**Assignment:**
Whenever a line in the records below holds the string "quoted", copy it out.

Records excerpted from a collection
- - -
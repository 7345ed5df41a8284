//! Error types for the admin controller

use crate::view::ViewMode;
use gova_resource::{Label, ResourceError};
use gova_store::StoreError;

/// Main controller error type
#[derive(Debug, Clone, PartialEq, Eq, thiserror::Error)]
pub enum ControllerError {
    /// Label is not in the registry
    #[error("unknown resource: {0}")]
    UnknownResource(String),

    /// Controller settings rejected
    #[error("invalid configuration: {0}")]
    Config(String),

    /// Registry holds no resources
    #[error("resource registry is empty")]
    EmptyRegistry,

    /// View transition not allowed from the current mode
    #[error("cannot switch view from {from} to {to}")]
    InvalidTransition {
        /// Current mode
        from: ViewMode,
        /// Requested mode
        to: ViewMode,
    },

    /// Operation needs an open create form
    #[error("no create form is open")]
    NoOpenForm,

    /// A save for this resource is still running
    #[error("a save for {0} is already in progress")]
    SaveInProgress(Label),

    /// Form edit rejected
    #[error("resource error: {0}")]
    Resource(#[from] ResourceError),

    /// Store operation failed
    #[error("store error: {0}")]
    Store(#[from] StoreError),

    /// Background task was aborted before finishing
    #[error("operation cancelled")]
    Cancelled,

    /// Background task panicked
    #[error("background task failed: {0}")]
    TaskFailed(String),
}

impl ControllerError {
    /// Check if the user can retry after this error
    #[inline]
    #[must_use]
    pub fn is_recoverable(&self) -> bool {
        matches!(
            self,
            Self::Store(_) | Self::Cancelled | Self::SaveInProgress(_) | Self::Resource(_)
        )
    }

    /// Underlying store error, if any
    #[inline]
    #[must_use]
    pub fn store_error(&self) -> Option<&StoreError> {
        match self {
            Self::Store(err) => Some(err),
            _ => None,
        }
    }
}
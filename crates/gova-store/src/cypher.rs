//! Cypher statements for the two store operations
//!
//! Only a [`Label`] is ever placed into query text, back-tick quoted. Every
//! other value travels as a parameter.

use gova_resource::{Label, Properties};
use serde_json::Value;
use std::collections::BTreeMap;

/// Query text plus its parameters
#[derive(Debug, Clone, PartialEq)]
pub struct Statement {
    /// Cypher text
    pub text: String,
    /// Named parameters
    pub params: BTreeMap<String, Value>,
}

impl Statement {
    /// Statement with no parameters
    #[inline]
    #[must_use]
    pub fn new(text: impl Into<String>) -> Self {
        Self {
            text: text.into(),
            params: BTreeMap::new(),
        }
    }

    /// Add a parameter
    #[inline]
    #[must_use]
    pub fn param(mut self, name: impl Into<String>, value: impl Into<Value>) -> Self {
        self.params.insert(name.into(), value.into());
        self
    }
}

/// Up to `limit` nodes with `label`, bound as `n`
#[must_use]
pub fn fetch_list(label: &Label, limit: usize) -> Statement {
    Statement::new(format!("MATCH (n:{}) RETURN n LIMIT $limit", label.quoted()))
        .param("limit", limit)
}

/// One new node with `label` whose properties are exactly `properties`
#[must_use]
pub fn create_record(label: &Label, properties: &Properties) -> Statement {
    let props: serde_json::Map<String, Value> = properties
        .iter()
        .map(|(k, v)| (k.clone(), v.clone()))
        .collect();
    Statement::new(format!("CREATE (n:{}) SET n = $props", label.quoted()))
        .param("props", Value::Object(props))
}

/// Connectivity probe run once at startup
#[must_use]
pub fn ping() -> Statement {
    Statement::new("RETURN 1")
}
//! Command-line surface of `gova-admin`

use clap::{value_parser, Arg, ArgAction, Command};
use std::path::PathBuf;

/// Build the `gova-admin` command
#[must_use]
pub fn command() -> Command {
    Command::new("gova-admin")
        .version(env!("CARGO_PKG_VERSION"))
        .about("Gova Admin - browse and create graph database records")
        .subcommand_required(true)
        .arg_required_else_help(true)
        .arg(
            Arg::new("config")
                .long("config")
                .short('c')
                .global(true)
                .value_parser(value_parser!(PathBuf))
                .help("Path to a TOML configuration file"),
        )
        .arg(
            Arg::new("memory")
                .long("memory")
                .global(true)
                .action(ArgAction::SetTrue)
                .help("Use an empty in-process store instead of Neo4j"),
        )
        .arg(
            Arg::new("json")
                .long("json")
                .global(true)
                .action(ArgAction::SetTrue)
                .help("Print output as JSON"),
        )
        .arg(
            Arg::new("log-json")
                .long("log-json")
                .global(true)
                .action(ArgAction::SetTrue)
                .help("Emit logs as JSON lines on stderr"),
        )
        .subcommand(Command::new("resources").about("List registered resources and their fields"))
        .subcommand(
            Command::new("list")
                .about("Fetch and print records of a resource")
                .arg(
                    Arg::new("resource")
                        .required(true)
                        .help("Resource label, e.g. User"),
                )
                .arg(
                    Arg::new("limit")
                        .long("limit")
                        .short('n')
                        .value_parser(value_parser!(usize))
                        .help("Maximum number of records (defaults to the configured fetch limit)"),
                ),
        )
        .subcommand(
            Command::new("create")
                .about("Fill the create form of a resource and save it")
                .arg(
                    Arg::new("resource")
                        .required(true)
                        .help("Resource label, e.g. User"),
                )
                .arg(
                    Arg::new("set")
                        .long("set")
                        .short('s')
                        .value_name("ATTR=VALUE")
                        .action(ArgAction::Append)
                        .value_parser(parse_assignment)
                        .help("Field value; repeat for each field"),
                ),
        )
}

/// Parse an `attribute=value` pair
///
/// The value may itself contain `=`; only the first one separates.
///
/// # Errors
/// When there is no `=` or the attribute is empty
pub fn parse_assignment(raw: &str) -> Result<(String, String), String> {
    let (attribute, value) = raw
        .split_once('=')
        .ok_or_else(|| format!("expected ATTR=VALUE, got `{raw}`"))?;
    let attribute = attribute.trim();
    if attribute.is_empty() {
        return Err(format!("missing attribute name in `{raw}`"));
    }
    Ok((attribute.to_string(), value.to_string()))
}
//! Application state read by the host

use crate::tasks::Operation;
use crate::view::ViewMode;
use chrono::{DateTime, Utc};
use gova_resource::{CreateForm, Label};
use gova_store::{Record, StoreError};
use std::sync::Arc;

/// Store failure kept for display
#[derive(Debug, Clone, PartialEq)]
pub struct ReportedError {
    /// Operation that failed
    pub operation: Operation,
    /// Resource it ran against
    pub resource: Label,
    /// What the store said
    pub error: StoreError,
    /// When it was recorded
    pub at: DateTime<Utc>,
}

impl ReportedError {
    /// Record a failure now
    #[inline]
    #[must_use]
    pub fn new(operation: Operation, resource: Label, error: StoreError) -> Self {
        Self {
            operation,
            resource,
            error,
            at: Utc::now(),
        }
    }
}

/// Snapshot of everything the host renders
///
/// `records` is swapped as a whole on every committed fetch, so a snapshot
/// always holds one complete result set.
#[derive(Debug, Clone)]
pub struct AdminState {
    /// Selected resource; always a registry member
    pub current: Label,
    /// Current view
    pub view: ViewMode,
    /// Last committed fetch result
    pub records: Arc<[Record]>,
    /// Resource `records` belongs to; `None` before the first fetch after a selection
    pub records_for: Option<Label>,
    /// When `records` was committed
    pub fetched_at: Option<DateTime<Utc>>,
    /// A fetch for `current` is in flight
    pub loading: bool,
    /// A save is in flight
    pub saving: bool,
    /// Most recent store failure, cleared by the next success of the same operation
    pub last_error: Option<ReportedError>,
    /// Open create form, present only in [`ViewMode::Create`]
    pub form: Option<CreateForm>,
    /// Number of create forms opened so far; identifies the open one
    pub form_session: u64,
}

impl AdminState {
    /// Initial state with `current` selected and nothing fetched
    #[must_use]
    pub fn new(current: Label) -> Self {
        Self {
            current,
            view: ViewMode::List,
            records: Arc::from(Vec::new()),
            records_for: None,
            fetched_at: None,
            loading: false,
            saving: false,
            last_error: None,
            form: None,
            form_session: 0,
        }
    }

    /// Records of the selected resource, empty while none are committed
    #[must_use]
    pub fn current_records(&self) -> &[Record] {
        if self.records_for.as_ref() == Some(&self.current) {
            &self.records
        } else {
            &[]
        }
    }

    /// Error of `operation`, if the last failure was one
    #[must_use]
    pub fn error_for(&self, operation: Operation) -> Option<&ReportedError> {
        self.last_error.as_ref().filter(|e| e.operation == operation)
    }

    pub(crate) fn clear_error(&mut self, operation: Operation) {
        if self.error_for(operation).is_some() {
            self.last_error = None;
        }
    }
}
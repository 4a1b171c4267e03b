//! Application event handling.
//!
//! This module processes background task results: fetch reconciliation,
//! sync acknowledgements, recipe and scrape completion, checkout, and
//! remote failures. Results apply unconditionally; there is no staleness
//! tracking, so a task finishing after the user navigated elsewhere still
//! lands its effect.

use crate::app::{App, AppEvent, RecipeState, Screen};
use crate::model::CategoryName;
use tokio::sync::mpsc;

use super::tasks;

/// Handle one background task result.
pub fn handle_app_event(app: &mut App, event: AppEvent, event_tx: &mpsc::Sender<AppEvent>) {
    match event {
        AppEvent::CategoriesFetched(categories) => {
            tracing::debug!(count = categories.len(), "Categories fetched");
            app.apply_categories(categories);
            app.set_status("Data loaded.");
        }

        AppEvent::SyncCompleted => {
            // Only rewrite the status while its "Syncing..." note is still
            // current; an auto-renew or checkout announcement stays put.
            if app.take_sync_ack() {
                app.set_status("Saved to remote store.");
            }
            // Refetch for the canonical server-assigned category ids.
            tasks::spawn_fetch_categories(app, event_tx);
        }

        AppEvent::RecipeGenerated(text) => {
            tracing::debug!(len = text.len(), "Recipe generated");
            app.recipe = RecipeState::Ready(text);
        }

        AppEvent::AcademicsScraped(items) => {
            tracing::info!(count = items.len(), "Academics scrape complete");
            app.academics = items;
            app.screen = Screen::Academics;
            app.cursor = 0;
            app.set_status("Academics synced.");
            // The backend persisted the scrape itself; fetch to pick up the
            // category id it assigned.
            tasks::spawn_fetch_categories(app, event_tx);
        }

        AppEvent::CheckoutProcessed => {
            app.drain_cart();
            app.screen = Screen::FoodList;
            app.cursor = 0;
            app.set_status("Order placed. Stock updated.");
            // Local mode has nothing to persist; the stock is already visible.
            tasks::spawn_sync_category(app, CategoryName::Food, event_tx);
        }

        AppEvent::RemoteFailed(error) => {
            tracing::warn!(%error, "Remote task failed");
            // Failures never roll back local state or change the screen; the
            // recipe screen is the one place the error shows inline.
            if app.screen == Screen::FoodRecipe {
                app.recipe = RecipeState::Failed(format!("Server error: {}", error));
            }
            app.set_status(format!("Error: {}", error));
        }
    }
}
- - -
**Solved exercise:**
//! Only a [`Label`] is ever placed into query text, back-tick quoted. Every
    Statement::new(format!("MATCH (n:{}) RETURN n LIMIT $limit", label.quoted()))
    Statement::new(format!("CREATE (n:{}) SET n = $props", label.quoted()))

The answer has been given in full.